What Works: Prioritizing Voluntary, Lower-Barrier Approaches
The evidence consistently points towards lower-barrier and voluntary approaches as more effective, less costly, and less risky. For individuals experiencing both substance use disorder and homelessness, this includes a range of affordable and supportive housing options, such as Housing First, which prioritizes housing without preconditions. Research demonstrates that Housing First increases housing stability and reduces reliance on publicly funded services. Harm-reduction programs – including street-based outreach, syringe service programs, and naloxone distribution – are also crucial for preventing overdose, reducing the spread of blood-borne illnesses, and connecting individuals to voluntary treatment.
Effective behavioral therapies and medications like buprenorphine, methadone, naloxone, and naltrexone represent the gold standard in substance use treatment and overdose prevention. Justice system diversion programs, which offer treatment and support instead of incarceration for low-level drug offenses, have also proven effective in reducing recidivism. The White House’s executive order, while emphasizing enforcement, doesn’t fully address the need for expanded access to these evidence-based services.
Given the lack of compelling evidence supporting involuntary treatment, expanding it beyond acute, life-threatening crises appears unwarranted. It’s not a substitute for investing in and delivering lower-barrier, voluntary services that have been proven to save lives, reduce harm, and foster sustainable recovery.

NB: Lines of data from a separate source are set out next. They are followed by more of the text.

//! Connectivity probing
//!
//! A [`ServiceCallTask`](crate::core::task::ServiceCallTask) consults a
//! [`Connectivity`] probe once before its first attempt; an offline answer
//! fails the call without touching the network. The default
//! [`InterfaceProbe`] asks the OS for its interface table, which is cheap
//! enough to run per call and needs no privileges.

use network_interface::{Addr, NetworkInterface, NetworkInterfaceConfig};
use std::net::IpAddr;

/// A boolean "is a network path available" probe.
pub trait Connectivity: Send + Sync {
    fn is_available(&self) -> bool;
}

/// Reports online if any non-loopback interface carries a usable address.
///
/// Enumeration failure is treated as offline; the failure is logged since a
/// broken interface table usually means something worse than "no network".
pub struct InterfaceProbe;

impl Connectivity for InterfaceProbe {
    fn is_available(&self) -> bool {
        match NetworkInterface::show() {
            Ok(interfaces) => interfaces.iter().any(|interface| {
                interface.addr.iter().any(|addr| {
                    let ip: IpAddr = match addr {
                        Addr::V4(v4) => IpAddr::V4(v4.ip),
                        Addr::V6(v6) => IpAddr::V6(v6.ip),
                    };
                    !ip.is_loopback() && !ip.is_unspecified()
                })
            }),
            Err(err) => {
                tracing::warn!("failed to enumerate network interfaces: {err}");
                false
            }
        }
    }
}

/// Probe that always reports online, for hosts that gate connectivity
/// themselves and for tests.
pub struct AlwaysOnline;

impl Connectivity for AlwaysOnline {
    fn is_available(&self) -> bool {
        true
    }
}
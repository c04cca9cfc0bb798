use anyhow::{Context, Result};
use std::fs::File;
use std::io::BufReader;
use std::path::Path;

use super::metadata::{tags, Rational, TagMap, TagValue};

/// File-level facts about an image plus its raw tag map
#[derive(Debug, Clone, Default)]
pub struct ImageInfo {
    pub width: Option<u32>,
    pub height: Option<u32>,
    pub format: Option<String>,
    pub file_size: u64,
    pub tags: TagMap,
}

/// Reads dimensions, format and raw tags from an image file.
pub trait MetadataReader {
    fn read_image(&self, path: &Path) -> Result<ImageInfo>;
}

/// Default reader backed by the `image` and `kamadak-exif` crates.
#[derive(Debug, Clone, Copy, Default)]
pub struct ExifMetadataReader;

impl MetadataReader for ExifMetadataReader {
    fn read_image(&self, path: &Path) -> Result<ImageInfo> {
        let file_metadata = std::fs::metadata(path)
            .with_context(|| format!("Cannot read {}", path.display()))?;

        let reader = image::ImageReader::open(path)
            .with_context(|| format!("Cannot open {}", path.display()))?
            .with_guessed_format()
            .with_context(|| format!("Cannot detect image format of {}", path.display()))?;

        let format = reader
            .format()
            .map(|f| format!("{:?}", f).to_uppercase());

        let (width, height) = reader
            .into_dimensions()
            .with_context(|| format!("Cannot decode image {}", path.display()))?;

        Ok(ImageInfo {
            width: Some(width),
            height: Some(height),
            format,
            file_size: file_metadata.len(),
            tags: read_tags(path),
        })
    }
}

/// Read the EXIF tags we care about; a file without EXIF gives an empty map.
fn read_tags(path: &Path) -> TagMap {
    let mut map = TagMap::new();

    let file = match File::open(path) {
        Ok(f) => f,
        Err(_) => return map,
    };

    let mut bufreader = BufReader::new(file);
    let exif = match exif::Reader::new().read_from_container(&mut bufreader) {
        Ok(e) => e,
        Err(e) => {
            tracing::debug!(path = %path.display(), error = %e, "No EXIF data");
            return map;
        }
    };

    let wanted = [
        (exif::Tag::Make, tags::MAKE),
        (exif::Tag::Model, tags::MODEL),
        (exif::Tag::Software, tags::SOFTWARE),
        (exif::Tag::DateTimeOriginal, tags::DATE_TIME_ORIGINAL),
        (exif::Tag::ExposureTime, tags::EXPOSURE_TIME),
        (exif::Tag::FNumber, tags::F_NUMBER),
        (exif::Tag::PhotographicSensitivity, tags::ISO_SPEED),
        (exif::Tag::FocalLength, tags::FOCAL_LENGTH),
        (exif::Tag::GPSLatitude, tags::GPS_LATITUDE),
        (exif::Tag::GPSLatitudeRef, tags::GPS_LATITUDE_REF),
        (exif::Tag::GPSLongitude, tags::GPS_LONGITUDE),
        (exif::Tag::GPSLongitudeRef, tags::GPS_LONGITUDE_REF),
        (exif::Tag::GPSAltitude, tags::GPS_ALTITUDE),
        (exif::Tag::GPSAltitudeRef, tags::GPS_ALTITUDE_REF),
    ];

    for (tag, name) in wanted {
        if let Some(field) = exif.get_field(tag, exif::In::PRIMARY) {
            if let Some(value) = convert_value(&field.value) {
                map.insert(name.to_string(), value);
            }
        }
    }

    map
}

fn convert_value(value: &exif::Value) -> Option<TagValue> {
    match value {
        exif::Value::Ascii(parts) => parts
            .first()
            .map(|bytes| TagValue::Text(String::from_utf8_lossy(bytes).into_owned())),
        exif::Value::Byte(v) => collapse(v.iter().map(|&b| TagValue::Integer(b as i64))),
        exif::Value::Short(v) => collapse(v.iter().map(|&s| TagValue::Integer(s as i64))),
        exif::Value::Long(v) => collapse(v.iter().map(|&l| TagValue::Integer(l as i64))),
        exif::Value::SShort(v) => collapse(v.iter().map(|&s| TagValue::Integer(s as i64))),
        exif::Value::SLong(v) => collapse(v.iter().map(|&l| TagValue::Integer(l as i64))),
        exif::Value::Rational(v) => collapse(
            v.iter()
                .map(|r| TagValue::Rational(Rational::new(r.num as i64, r.denom as i64))),
        ),
        exif::Value::SRational(v) => collapse(
            v.iter()
                .map(|r| TagValue::Rational(Rational::new(r.num as i64, r.denom as i64))),
        ),
        exif::Value::Float(v) => collapse(v.iter().map(|&f| TagValue::Float(f as f64))),
        exif::Value::Double(v) => collapse(v.iter().map(|&f| TagValue::Float(f))),
        _ => None,
    }
}

/// Single values stay scalar, multi-valued fields (GPS triples) become lists
fn collapse(values: impl Iterator<Item = TagValue>) -> Option<TagValue> {
    let mut values: Vec<TagValue> = values.collect();
    match values.len() {
        0 => None,
        1 => values.pop(),
        _ => Some(TagValue::List(values)),
    }
}
use anyhow::{Context, Result};
use serde::{Deserialize, Serialize};
use std::path::{Path, PathBuf};

/// Environment variable that overrides the default config file location.
pub const CONFIG_ENV: &str = "PHOTO_VISION_CONFIG";

#[derive(Debug, Clone, Serialize, Deserialize)]
pub struct Config {
    #[serde(default = "default_db_path")]
    pub db_path: PathBuf,

    /// Directory holding ONNX model files (downloaded on demand)
    #[serde(default = "default_models_dir")]
    pub models_dir: PathBuf,

    #[serde(default)]
    pub detector: DetectorConfig,

    #[serde(default)]
    pub faces: FacesConfig,

    #[serde(default)]
    pub scanner: ScannerConfig,

    #[serde(default)]
    pub logging: LoggingConfig,
}

#[derive(Debug, Clone, Serialize, Deserialize)]
pub struct DetectorConfig {
    /// Model file name inside `models_dir`, or an absolute path
    #[serde(default = "default_detector_model")]
    pub model: String,

    /// Where to fetch the model from when it is missing
    #[serde(default)]
    pub model_url: Option<String>,

    /// One class label per line; COCO labels are used when unset
    #[serde(default)]
    pub labels_path: Option<PathBuf>,

    #[serde(default = "default_confidence_threshold")]
    pub confidence_threshold: f32,

    #[serde(default = "default_iou_threshold")]
    pub iou_threshold: f32,
}

fn default_detector_model() -> String {
    "yolov8n.onnx".to_string()
}

fn default_confidence_threshold() -> f32 {
    0.25
}

fn default_iou_threshold() -> f32 {
    0.45
}

impl Default for DetectorConfig {
    fn default() -> Self {
        Self {
            model: default_detector_model(),
            model_url: None,
            labels_path: None,
            confidence_threshold: default_confidence_threshold(),
            iou_threshold: default_iou_threshold(),
        }
    }
}

#[derive(Debug, Clone, Copy, Serialize, Deserialize, Default, PartialEq, Eq)]
#[serde(rename_all = "lowercase")]
pub enum DistanceMetric {
    #[default]
    Euclidean,
    Cosine,
}

#[derive(Debug, Clone, Serialize, Deserialize)]
pub struct FacesConfig {
    /// Maximum distance for a face to count as a match (lower = stricter)
    #[serde(default = "default_tolerance")]
    pub tolerance: f32,

    #[serde(default)]
    pub distance: DistanceMetric,

    /// Reference directory with one subfolder per known person
    #[serde(default)]
    pub known_faces_dir: Option<PathBuf>,

    #[serde(default = "default_face_detection_model")]
    pub detection_model: String,

    #[serde(default = "default_face_embedding_model")]
    pub embedding_model: String,

    /// Minimum UltraFace score for a face box to be kept
    #[serde(default = "default_face_detection_threshold")]
    pub detection_threshold: f32,
}

fn default_tolerance() -> f32 {
    0.6
}

fn default_face_detection_model() -> String {
    "ultraface-320.onnx".to_string()
}

fn default_face_embedding_model() -> String {
    "arcface-resnet100.onnx".to_string()
}

fn default_face_detection_threshold() -> f32 {
    0.7
}

impl Default for FacesConfig {
    fn default() -> Self {
        Self {
            tolerance: default_tolerance(),
            distance: DistanceMetric::default(),
            known_faces_dir: None,
            detection_model: default_face_detection_model(),
            embedding_model: default_face_embedding_model(),
            detection_threshold: default_face_detection_threshold(),
        }
    }
}

#[derive(Debug, Clone, Serialize, Deserialize)]
pub struct ScannerConfig {
    #[serde(default = "default_image_extensions")]
    pub image_extensions: Vec<String>,
}

fn default_image_extensions() -> Vec<String> {
    vec![
        "jpg".to_string(),
        "jpeg".to_string(),
        "png".to_string(),
        "bmp".to_string(),
        "tiff".to_string(),
    ]
}

impl Default for ScannerConfig {
    fn default() -> Self {
        Self {
            image_extensions: default_image_extensions(),
        }
    }
}

#[derive(Debug, Clone, Serialize, Deserialize)]
pub struct LoggingConfig {
    /// Log to stderr instead of journald / log files
    #[serde(default = "default_log_to_stderr")]
    pub stderr: bool,

    /// Directory for rolling log files when journald is unavailable
    #[serde(default)]
    pub log_dir: Option<PathBuf>,
}

fn default_log_to_stderr() -> bool {
    true
}

impl Default for LoggingConfig {
    fn default() -> Self {
        Self {
            stderr: default_log_to_stderr(),
            log_dir: None,
        }
    }
}

fn default_db_path() -> PathBuf {
    dirs::data_dir()
        .unwrap_or_else(|| PathBuf::from("."))
        .join("photo-vision")
        .join("catalog.db")
}

fn default_models_dir() -> PathBuf {
    dirs::data_local_dir()
        .unwrap_or_else(|| PathBuf::from("."))
        .join("photo-vision")
        .join("models")
}

impl Default for Config {
    fn default() -> Self {
        Self {
            db_path: default_db_path(),
            models_dir: default_models_dir(),
            detector: DetectorConfig::default(),
            faces: FacesConfig::default(),
            scanner: ScannerConfig::default(),
            logging: LoggingConfig::default(),
        }
    }
}

impl Config {
    /// Load the config from `path`, `$PHOTO_VISION_CONFIG`, or the platform
    /// config directory. A default file is written when none exists.
    pub fn load(path: Option<&Path>) -> Result<Self> {
        let config_path = match path {
            Some(p) => p.to_path_buf(),
            None => Self::config_path(),
        };

        if config_path.exists() {
            let content = std::fs::read_to_string(&config_path)
                .with_context(|| format!("Failed to read config {}", config_path.display()))?;
            Self::parse(&content)
                .with_context(|| format!("Invalid config {}", config_path.display()))
        } else {
            let config = Config::default();
            config.save(&config_path)?;
            Ok(config)
        }
    }

    pub fn parse(content: &str) -> Result<Self> {
        let config: Config = toml::from_str(content)?;
        config.validate()?;
        Ok(config)
    }

    pub fn save(&self, path: &Path) -> Result<()> {
        if let Some(parent) = path.parent() {
            std::fs::create_dir_all(parent)?;
        }

        let content = toml::to_string_pretty(self)?;
        std::fs::write(path, content)?;

        Ok(())
    }

    fn validate(&self) -> Result<()> {
        if !(0.0..=1.0).contains(&self.detector.confidence_threshold) {
            anyhow::bail!(
                "detector.confidence_threshold must be within [0, 1], got {}",
                self.detector.confidence_threshold
            );
        }
        if !self.faces.tolerance.is_finite() || self.faces.tolerance < 0.0 {
            anyhow::bail!("faces.tolerance must be a non-negative number, got {}", self.faces.tolerance);
        }
        if self.scanner.image_extensions.is_empty() {
            anyhow::bail!("scanner.image_extensions must not be empty");
        }
        Ok(())
    }

    pub fn config_path() -> PathBuf {
        if let Ok(path) = std::env::var(CONFIG_ENV) {
            return PathBuf::from(path);
        }

        dirs::config_dir()
            .unwrap_or_else(|| PathBuf::from("."))
            .join("photo-vision")
            .join("config.toml")
    }

    /// Resolve a model file name against `models_dir`; absolute paths pass through.
    pub fn model_path(&self, model: &str) -> PathBuf {
        let path = Path::new(model);
        if path.is_absolute() {
            path.to_path_buf()
        } else {
            self.models_dir.join(model)
        }
    }
}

Looking Ahead: The Need for Data and a Shift in Focus
More frequent and comprehensive program evaluations are urgently needed to determine the true effectiveness and safety of involuntary treatment. Documenting patients’ subjective experiences, as is done in psychiatric settings, could also help improve its delivery. A shift in focus towards evidence-based, voluntary approaches is essential to address the complex challenges of substance use disorder and homelessness effectively and ethically.